The social media platforms and search engines themselves have made some efforts to help detect and flag fake news. Facebook created an “immune system” to help protect itself from infection by bots.40 Google announced that it will increase its regulation of advertising and linked-to websites.41 Facebook has turned over the verification of information to five leading fact-checking organizations.42 Facebook has also initiated a feature in parts of Europe called Related Articles, which provides readers with access to the results of fact-checking of original stories.43 Google Digital News Initiative is creating programs to help users verify information themselves with Factmata.
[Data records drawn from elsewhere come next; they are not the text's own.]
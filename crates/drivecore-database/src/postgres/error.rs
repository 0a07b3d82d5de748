//! Mapping of sqlx errors onto the application error taxonomy.

use sqlx::error::DatabaseError;

use drivecore_core::error::{AppError, ErrorKind};

/// SQLSTATE for serialization failures.
const SERIALIZATION_FAILURE: &str = "40001";
/// SQLSTATE for detected deadlocks.
const DEADLOCK_DETECTED: &str = "40P01";
/// SQLSTATE for unique violations.
const UNIQUE_VIOLATION: &str = "23505";
/// SQLSTATE for foreign key violations.
const FOREIGN_KEY_VIOLATION: &str = "23503";

/// Build a `map_err` closure that classifies a sqlx error.
pub(crate) fn db_err(context: &'static str) -> impl FnOnce(sqlx::Error) -> AppError {
    move |e| map_sqlx_error(context, e)
}

/// Classify a sqlx error, keeping the original as the source.
pub(crate) fn map_sqlx_error(context: &str, e: sqlx::Error) -> AppError {
    let classified = match &e {
        sqlx::Error::Database(db) => classify(&**db),
        _ => None,
    };

    match classified {
        Some((kind, message, retryable)) => {
            let err = AppError::with_source(kind, message, e);
            if retryable { err.retryable() } else { err }
        }
        None => AppError::with_source(ErrorKind::Database, context.to_string(), e),
    }
}

fn classify(db: &dyn DatabaseError) -> Option<(ErrorKind, &'static str, bool)> {
    let code = db.code()?;
    match code.as_ref() {
        SERIALIZATION_FAILURE | DEADLOCK_DETECTED => Some((
            ErrorKind::Conflict,
            "Concurrent modification detected; retry the request",
            true,
        )),
        UNIQUE_VIOLATION => match db.constraint() {
            Some("folders_live_name_key") => Some((
                ErrorKind::DuplicateName,
                "A folder with this name already exists here",
                false,
            )),
            Some("files_live_name_key") => Some((
                ErrorKind::DuplicateName,
                "A file with this name already exists here",
                false,
            )),
            _ => Some((ErrorKind::Conflict, "Record already exists", false)),
        },
        FOREIGN_KEY_VIOLATION => match db.constraint() {
            Some("folders_owner_id_fkey") | Some("files_owner_id_fkey") => Some((
                ErrorKind::UserNotFound,
                "Owner is not a known user",
                false,
            )),
            _ => Some((
                ErrorKind::Conflict,
                "Record is still referenced by other records",
                false,
            )),
        },
        _ => None,
    }
}
//! Convenience result type alias for DriveCore.

use crate::error::AppError;

/// A specialized `Result` type for DriveCore operations.
pub type AppResult<T> = Result<T, AppError>;
//! S3-compatible blob store (requires the `s3` feature).

use std::time::Duration;

use async_trait::async_trait;
use aws_sdk_s3::Client;
use aws_sdk_s3::config::{Credentials, Region};
use aws_sdk_s3::presigning::PresigningConfig;
use aws_sdk_s3::primitives::ByteStream;
use bytes::Bytes;
use tracing::{debug, info};

use drivecore_core::config::S3StorageConfig;
use drivecore_core::error::{AppError, ErrorKind};
use drivecore_core::result::AppResult;
use drivecore_core::traits::{BlobStore, UrlDisposition};

/// Blob store backed by an S3 bucket. Storage paths are object keys.
#[derive(Debug, Clone)]
pub struct S3BlobStore {
    client: Client,
    bucket: String,
}

impl S3BlobStore {
    /// Create a store from configuration.
    pub async fn new(config: &S3StorageConfig) -> AppResult<Self> {
        if config.bucket.is_empty() {
            return Err(AppError::configuration("storage.s3.bucket must be set"));
        }
        info!(
            endpoint = %config.endpoint,
            region = %config.region,
            bucket = %config.bucket,
            "Initializing S3 blob store"
        );

        let mut loader = aws_config::from_env().region(Region::new(config.region.clone()));
        if !config.endpoint.is_empty() {
            loader = loader.endpoint_url(&config.endpoint);
        }
        if !config.access_key.is_empty() {
            loader = loader.credentials_provider(Credentials::new(
                config.access_key.clone(),
                config.secret_key.clone(),
                None,
                None,
                "drivecore-config",
            ));
        }
        let shared = loader.load().await;

        let s3_config = aws_sdk_s3::config::Builder::from(&shared)
            .force_path_style(!config.endpoint.is_empty())
            .build();

        Ok(Self {
            client: Client::from_conf(s3_config),
            bucket: config.bucket.clone(),
        })
    }

    fn key(path: &str) -> AppResult<&str> {
        let key = path.trim_start_matches('/');
        if key.is_empty() {
            return Err(AppError::validation("Storage path must not be empty"));
        }
        Ok(key)
    }
}

fn s3_error(message: String, e: impl std::error::Error + Send + Sync + 'static) -> AppError {
    AppError::with_source(ErrorKind::BlobStore, message, e)
}

#[async_trait]
impl BlobStore for S3BlobStore {
    fn provider_type(&self) -> &str {
        "s3"
    }

    async fn put(&self, data: Bytes, path_hint: &str) -> AppResult<String> {
        let key = Self::key(path_hint)?;
        let len = data.len();
        self.client
            .put_object()
            .bucket(&self.bucket)
            .key(key)
            .body(ByteStream::from(data))
            .send()
            .await
            .map_err(|e| s3_error(format!("Failed to upload object: {key}"), e))?;

        debug!(key, bytes = len, "Uploaded object");
        Ok(key.to_string())
    }

    async fn get(&self, storage_path: &str) -> AppResult<Bytes> {
        let key = Self::key(storage_path)?;
        let output = self
            .client
            .get_object()
            .bucket(&self.bucket)
            .key(key)
            .send()
            .await
            .map_err(|e| s3_error(format!("Failed to fetch object: {key}"), e))?;

        let body = output
            .body
            .collect()
            .await
            .map_err(|e| s3_error(format!("Failed to read object body: {key}"), e))?;
        Ok(body.into_bytes())
    }

    async fn delete(&self, storage_path: &str) -> AppResult<()> {
        let key = Self::key(storage_path)?;
        self.client
            .delete_object()
            .bucket(&self.bucket)
            .key(key)
            .send()
            .await
            .map_err(|e| s3_error(format!("Failed to delete object: {key}"), e))?;

        debug!(key, "Deleted object");
        Ok(())
    }

    async fn sign_url(
        &self,
        storage_path: &str,
        disposition: UrlDisposition,
        ttl: Duration,
    ) -> AppResult<String> {
        let key = Self::key(storage_path)?;
        let presigning = PresigningConfig::expires_in(ttl)
            .map_err(|e| s3_error("Invalid presigning lifetime".to_string(), e))?;

        let request = self
            .client
            .get_object()
            .bucket(&self.bucket)
            .key(key)
            .response_content_disposition(disposition.as_str())
            .presigned(presigning)
            .await
            .map_err(|e| s3_error(format!("Failed to presign object: {key}"), e))?;

        Ok(request.uri().to_string())
    }
}
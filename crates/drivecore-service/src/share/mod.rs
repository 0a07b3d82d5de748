//! Share tokens and per-user permission grants.

pub mod link;
pub mod password;
pub mod service;

pub use password::SharePasswordHasher;
pub use service::{ResolvedShare, SharedResource, ShareService};
//! Name validation and the sibling collision key.

use drivecore_core::{AppError, AppResult};

/// Validate a file or folder name and return its trimmed form.
pub fn validate_name(name: &str, max_len: usize) -> AppResult<String> {
    let trimmed = name.trim();
    if trimmed.is_empty() {
        return Err(AppError::validation("Name must not be empty"));
    }
    if trimmed.chars().count() > max_len {
        return Err(AppError::validation(format!(
            "Name exceeds {max_len} characters"
        )));
    }
    if trimmed.contains(['/', '\\', '\0']) {
        return Err(AppError::validation(
            "Name must not contain '/', '\\' or NUL",
        ));
    }
    if trimmed == "." || trimmed == ".." {
        return Err(AppError::validation("Name must not be '.' or '..'"));
    }
    Ok(trimmed.to_string())
}

/// Key under which sibling names collide. Comparison is case-insensitive.
pub fn name_key(name: &str) -> String {
    name.to_lowercase()
}

#[cfg(test)]
mod tests {
    use super::*;

    #[test]
    fn test_validate_name_trims() {
        assert_eq!(validate_name("  Docs ", 255).unwrap(), "Docs");
    }

    #[test]
    fn test_validate_name_rejects() {
        for bad in ["", "   ", "a/b", "a\\b", "a\0b", ".", ".."] {
            assert!(validate_name(bad, 255).is_err(), "{bad:?} accepted");
        }
        assert!(validate_name("abcdef", 5).is_err());
    }

    #[test]
    fn test_name_key_case_insensitive() {
        assert_eq!(name_key("Docs"), name_key("DOCS"));
        assert_ne!(name_key("Docs"), name_key("Doc"));
    }
}
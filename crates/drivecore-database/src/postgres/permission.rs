//! Permission grant repository.

use chrono::{DateTime, Utc};
use sqlx::PgConnection;
use uuid::Uuid;

use drivecore_core::result::AppResult;
use drivecore_entity::ResourceRef;
use drivecore_entity::permission::{GrantPermission, Permission, ResourceType};

use super::error::db_err;

/// Queries over the `permissions` table.
#[derive(Debug, Clone, Copy, Default)]
pub struct PermissionRepository;

impl PermissionRepository {
    /// Insert a grant, replacing any prior grant for the same user and resource.
    pub async fn upsert(conn: &mut PgConnection, data: &GrantPermission) -> AppResult<Permission> {
        sqlx::query_as::<_, Permission>(
            "INSERT INTO permissions (user_id, resource_id, resource_type, level, granted_by, expires_at) \
             VALUES ($1, $2, $3, $4, $5, $6) \
             ON CONFLICT ON CONSTRAINT permissions_user_resource_key DO UPDATE SET \
                level = EXCLUDED.level, granted_by = EXCLUDED.granted_by, \
                expires_at = EXCLUDED.expires_at, created_at = NOW() \
             RETURNING *",
        )
        .bind(data.user_id)
        .bind(data.resource_id)
        .bind(data.resource_type)
        .bind(data.level)
        .bind(data.granted_by)
        .bind(data.expires_at)
        .fetch_one(conn)
        .await
        .map_err(db_err("Failed to upsert permission"))
    }

    /// The grant a user holds on a resource, expired or not.
    pub async fn find(
        conn: &mut PgConnection,
        user_id: Uuid,
        resource: ResourceRef,
    ) -> AppResult<Option<Permission>> {
        sqlx::query_as::<_, Permission>(
            "SELECT * FROM permissions WHERE user_id = $1 AND resource_id = $2 AND resource_type = $3",
        )
        .bind(user_id)
        .bind(resource.id)
        .bind(resource.resource_type)
        .fetch_optional(conn)
        .await
        .map_err(db_err("Failed to find permission"))
    }

    /// Delete the grant a user holds on a resource.
    pub async fn delete(
        conn: &mut PgConnection,
        user_id: Uuid,
        resource: ResourceRef,
    ) -> AppResult<bool> {
        let result = sqlx::query(
            "DELETE FROM permissions WHERE user_id = $1 AND resource_id = $2 AND resource_type = $3",
        )
        .bind(user_id)
        .bind(resource.id)
        .bind(resource.resource_type)
        .execute(conn)
        .await
        .map_err(db_err("Failed to delete permission"))?;
        Ok(result.rows_affected() > 0)
    }

    /// Grants on a resource, oldest first.
    pub async fn find_by_resource(
        conn: &mut PgConnection,
        resource: ResourceRef,
    ) -> AppResult<Vec<Permission>> {
        sqlx::query_as::<_, Permission>(
            "SELECT * FROM permissions WHERE resource_id = $1 AND resource_type = $2 \
             ORDER BY created_at ASC",
        )
        .bind(resource.id)
        .bind(resource.resource_type)
        .fetch_all(conn)
        .await
        .map_err(db_err("Failed to list permissions"))
    }

    /// Grants held by a user, newest first.
    pub async fn find_by_user(conn: &mut PgConnection, user_id: Uuid) -> AppResult<Vec<Permission>> {
        sqlx::query_as::<_, Permission>(
            "SELECT * FROM permissions WHERE user_id = $1 ORDER BY created_at DESC",
        )
        .bind(user_id)
        .fetch_all(conn)
        .await
        .map_err(db_err("Failed to list user permissions"))
    }

    /// Delete every grant on the given resources.
    pub async fn delete_for_resources(
        conn: &mut PgConnection,
        resource_type: ResourceType,
        resource_ids: &[Uuid],
    ) -> AppResult<u64> {
        let result = sqlx::query(
            "DELETE FROM permissions WHERE resource_type = $1 AND resource_id = ANY($2)",
        )
        .bind(resource_type)
        .bind(resource_ids)
        .execute(conn)
        .await
        .map_err(db_err("Failed to delete resource permissions"))?;
        Ok(result.rows_affected())
    }

    /// Delete grants that lapsed at or before `now`.
    pub async fn delete_expired(conn: &mut PgConnection, now: DateTime<Utc>) -> AppResult<u64> {
        let result = sqlx::query("DELETE FROM permissions WHERE expires_at <= $1")
            .bind(now)
            .execute(conn)
            .await
            .map_err(db_err("Failed to delete expired permissions"))?;
        Ok(result.rows_affected())
    }
}
//! Trash: soft delete, restore, and permanent purge.

pub mod service;

pub use service::{DeleteOutcome, PurgeReport, TrashService};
Overall, these attempts are reactive at best. The sheer volume of potential misinformation and the difficulty in identifying and shutting down bot accounts make these attempts seem feeble.
Factmata
It seems that the battle of the computer programmers will continue indefinitely. When one side develops a new means of manipulating information to mislead, misinform, or unduly influence people, the other side finds a way to counter or at least slow the ability to make use of the new idea. This cycle continues in a seemingly endless loop. Using technology to identify and stop fake news is a defensive game. There does not appear to be a proactive means of eliminating fake news at this time. Money, power, and political influence motivate different groups to create computer-driven means of human control.